Roma, 28 dicembre 2024 – Rinchiusa da nove giorni in una cella di isolamento nel carcere di Evin. Ovvero nella struttura in cui il regime iraniano segrega dissidenti politici e cittadini stranieri. A volte senza nemmeno formalizzare accuse precise nei loro confronti. Cecilia Sala, giornalista del Foglio e podcaster per Chora Media è stata arrestata il 19 dicembre scorso dalle autorità di polizia di Teheran. Il giorno dopo sarebbe dovuta ripartire per Roma. Sala era in Iran dal 12 dicembre con regolare visto di lavoro giornalistico valido per una settimana. Ha inviato le corrispondenze per la sua serie "Stories" di Chora Media apparentemente senza alcun problema di censura.
L’arresto
Dalla mattina del 19 dicembre ha cominciato a non rispondere alle telefonate dall’Italia. Il giornalista del Post Daniele Raineri, compagno di Sala, e Chora Media hanno allertato l’unità di crisi della Farnesina. Il giorno dopo Sala ha telefonato alla madre per dirle di essere stata arrestata, senza poter aggiungere nulla. Poi ha sentito Raineri, a cui ha spiegato di stare bene ma ha chiesto di accelerare il più possibile le procedure per liberarla. Ieri l’ambasciatrice d’Italia Paola Amadei ha effettuato una visita consolare "per verificare le condizioni e lo stato di detenzione" della giornalista: "Su disposizione del ministro degli Affari Esteri, Antonio Tajani, l’ambasciata e il consolato d’Italia a Teheran stanno seguendo il caso con la massima attenzione sin dal suo inizio. In coordinamento con la presidenza del Consiglio, la Farnesina ha lavorato con le autorità iraniane per chiarire la situazione legale di Sala.
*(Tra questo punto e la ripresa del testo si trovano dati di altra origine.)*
//! Support tickets and their message threads.

use chrono::{DateTime, Utc};
use serde::{Deserialize, Serialize};

use super::Entity;
use crate::error::ModelError;

wire_enum! {
    pub enum TicketCategory as "ticket category" {
        Technical => "technical",
        Billing => "billing",
        Account => "account",
        Content => "content",
        Promotion => "promotion",
        Other => "other",
    }
}

wire_enum! {
    pub enum TicketPriority as "ticket priority" {
        Low => "low",
        Medium => "medium",
        High => "high",
        Urgent => "urgent",
    }
}

wire_enum! {
    /// Ticket lifecycle as tracked by support staff.
    pub enum TicketStatus as "ticket status" {
        Open => "open",
        InProgress => "in_progress",
        WaitingResponse => "waiting_response",
        Resolved => "resolved",
        Closed => "closed",
    }
}

impl TicketStatus {
    /// Resolved and closed tickets accept a rating but no new messages.
    pub fn is_finished(&self) -> bool {
        matches!(self, TicketStatus::Resolved | TicketStatus::Closed)
    }
}

wire_enum! {
    pub enum SenderRole as "sender role" {
        User => "user",
        Support => "support",
        Admin => "admin",
    }
}

/// File attached to a ticket message.
#[derive(Debug, Clone, PartialEq, Serialize, Deserialize)]
#[serde(rename_all = "camelCase")]
pub struct MessageAttachment {
    pub name: String,
    pub url: String,
}

/// One entry of a ticket thread.
#[derive(Debug, Clone, PartialEq, Serialize, Deserialize)]
#[serde(rename_all = "camelCase")]
pub struct Message {
    pub id: String,
    pub sender: SenderRole,
    pub text: String,
    pub timestamp: DateTime<Utc>,
    #[serde(default)]
    pub attachments: Vec<MessageAttachment>,
}

/// A support ticket as stored by the backend.
#[derive(Debug, Clone, PartialEq, Serialize, Deserialize)]
#[serde(rename_all = "camelCase")]
pub struct SupportTicket {
    pub id: String,
    pub subject: String,
    pub category: TicketCategory,
    pub priority: TicketPriority,
    pub status: TicketStatus,
    /// Oldest first.
    #[serde(default)]
    pub messages: Vec<Message>,
    #[serde(default, skip_serializing_if = "Option::is_none")]
    pub rating: Option<u8>,
    pub created_at: DateTime<Utc>,
    pub updated_at: DateTime<Utc>,
}

impl Entity for SupportTicket {
    fn id(&self) -> &str {
        &self.id
    }
}

impl SupportTicket {
    pub fn last_message(&self) -> Option<&Message> {
        self.messages.last()
    }

    /// Whether the last word in the thread is from staff.
    pub fn has_unread_reply(&self) -> bool {
        self.last_message().is_some_and(|m| m.sender != SenderRole::User)
    }

    /// Appends a message, keeping the thread ordered by timestamp.
    pub fn push_message(&mut self, message: Message) {
        self.updated_at = self.updated_at.max(message.timestamp);
        let pos = self
            .messages
            .partition_point(|m| m.timestamp <= message.timestamp);
        self.messages.insert(pos, message);
    }

    /// Records a 1-5 satisfaction rating.
    pub fn rate(&mut self, rating: u8) -> Result<(), ModelError> {
        validate_rating(rating)?;
        self.rating = Some(rating);
        Ok(())
    }
}

/// Ratings are 1 to 5 stars.
pub fn validate_rating(rating: u8) -> Result<u8, ModelError> {
    if (1..=5).contains(&rating) {
        Ok(rating)
    } else {
        Err(ModelError::InvalidRating(rating))
    }
}

/// Payload for `POST /tickets`.
#[derive(Debug, Clone, PartialEq, Serialize, Deserialize)]
#[serde(rename_all = "camelCase")]
pub struct NewTicket {
    pub subject: String,
    pub category: Option<TicketCategory>,
    pub priority: TicketPriority,
    pub message: String,
    #[serde(default)]
    pub attachments: Vec<MessageAttachment>,
}

/// Payload for `POST /tickets/{id}/messages`.
#[derive(Debug, Clone, PartialEq, Serialize, Deserialize)]
#[serde(rename_all = "camelCase")]
pub struct NewMessage {
    pub text: String,
    #[serde(default)]
    pub attachments: Vec<MessageAttachment>,
}

#[cfg(test)]
mod tests {
    use super::*;
    use chrono::TimeZone;

    fn message(id: &str, sender: SenderRole, minute: u32) -> Message {
        Message {
            id: id.into(),
            sender,
            text: format!("message {id}"),
            timestamp: Utc.with_ymd_and_hms(2026, 3, 1, 12, minute, 0).unwrap(),
            attachments: Vec::new(),
        }
    }

    fn ticket() -> SupportTicket {
        SupportTicket {
            id: "t-1".into(),
            subject: "Не загружается видео".into(),
            category: TicketCategory::Technical,
            priority: TicketPriority::High,
            status: TicketStatus::Open,
            messages: vec![message("m1", SenderRole::User, 0), message("m2", SenderRole::Support, 10)],
            rating: None,
            created_at: Utc.with_ymd_and_hms(2026, 3, 1, 12, 0, 0).unwrap(),
            updated_at: Utc.with_ymd_and_hms(2026, 3, 1, 12, 10, 0).unwrap(),
        }
    }

    #[test]
    fn test_status_wire_names() {
        assert_eq!(serde_json::to_string(&TicketStatus::WaitingResponse).unwrap(), "\"waiting_response\"");
        assert_eq!(TicketStatus::ALL.len(), 5);
    }

    #[test]
    fn test_push_message_keeps_order() {
        let mut t = ticket();
        t.push_message(message("m3", SenderRole::User, 5));
        let ids: Vec<_> = t.messages.iter().map(|m| m.id.as_str()).collect();
        assert_eq!(ids, vec!["m1", "m3", "m2"]);
        assert!(t.has_unread_reply());

        t.push_message(message("m4", SenderRole::User, 20));
        assert!(!t.has_unread_reply());
        assert_eq!(t.updated_at, Utc.with_ymd_and_hms(2026, 3, 1, 12, 20, 0).unwrap());
    }

    #[test]
    fn test_rating_bounds() {
        let mut t = ticket();
        assert_eq!(t.rate(0), Err(ModelError::InvalidRating(0)));
        assert_eq!(t.rate(6), Err(ModelError::InvalidRating(6)));
        assert!(t.rate(5).is_ok());
        assert_eq!(t.rating, Some(5));
    }
}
La famiglia è stata informata dai risultati della visita".
Il lavoro
Chora Media, fondata da Guido Brera nel 2020 e guidata da Mario Calabresi, ha ricostruito sul suo sito i giorni dell’arresto: Sala aveva realizzato interviste e contenuti per tre puntate del suo podcast, poi era sparita. "Conoscendo Cecilia, che ha sempre mandato gli audio per le puntate del podcast con estrema puntualità anche dai luoghi e nei momenti più difficili, ci siamo preoccupati e, insieme al suo compagno – il giornalista del Post Daniele Raineri – abbiamo allertato l’Unita di Crisi del Ministero degli Esteri. Abbiamo chiamato i suoi contatti iraniani, ma nessuno sapeva dove fosse finita". Da quel momento "è cominciata l’attività delle autorità italiane, in cui riponiamo tutta la nostra fiducia e con cui siamo in costante contatto, per capire cosa sia successo e per riportarla a casa". Le accuse nei confronti della giornalista al momento non sono ancora state formalizzate.
Il carcere di Evin
Evin, situato a nord di Teheran, è stato costruito nel 1972 durante il regime dello Shah. Concepito inizialmente per i detenuti politici, dopo al Rivoluzione Islamica di Khomeini è diventato il luogo preferito per incarcerare dissidenti, attivisti e membri di minoranze religiose. Le Ong stimano che siano 15mila attualmente i detenuti in condizioni di sovraffollamento e con carenze igienico-sanitarie. Amnesty International ha denunciato l’uso sistematico della tortura, le esecuzioni sommarie e il mancato accesso alle cure mediche per i detenuti. Alessia Piperno, la travel-blogger arrestata in Iran nel 2022 e poi rilasciata dopo 45 giorni, ha detto che nel carcere "a noi stranieri fisicamente non torcono un capello, ma mentalmente ti provano molto. So cosa vuol dire il terrore di stare in una cella da soli".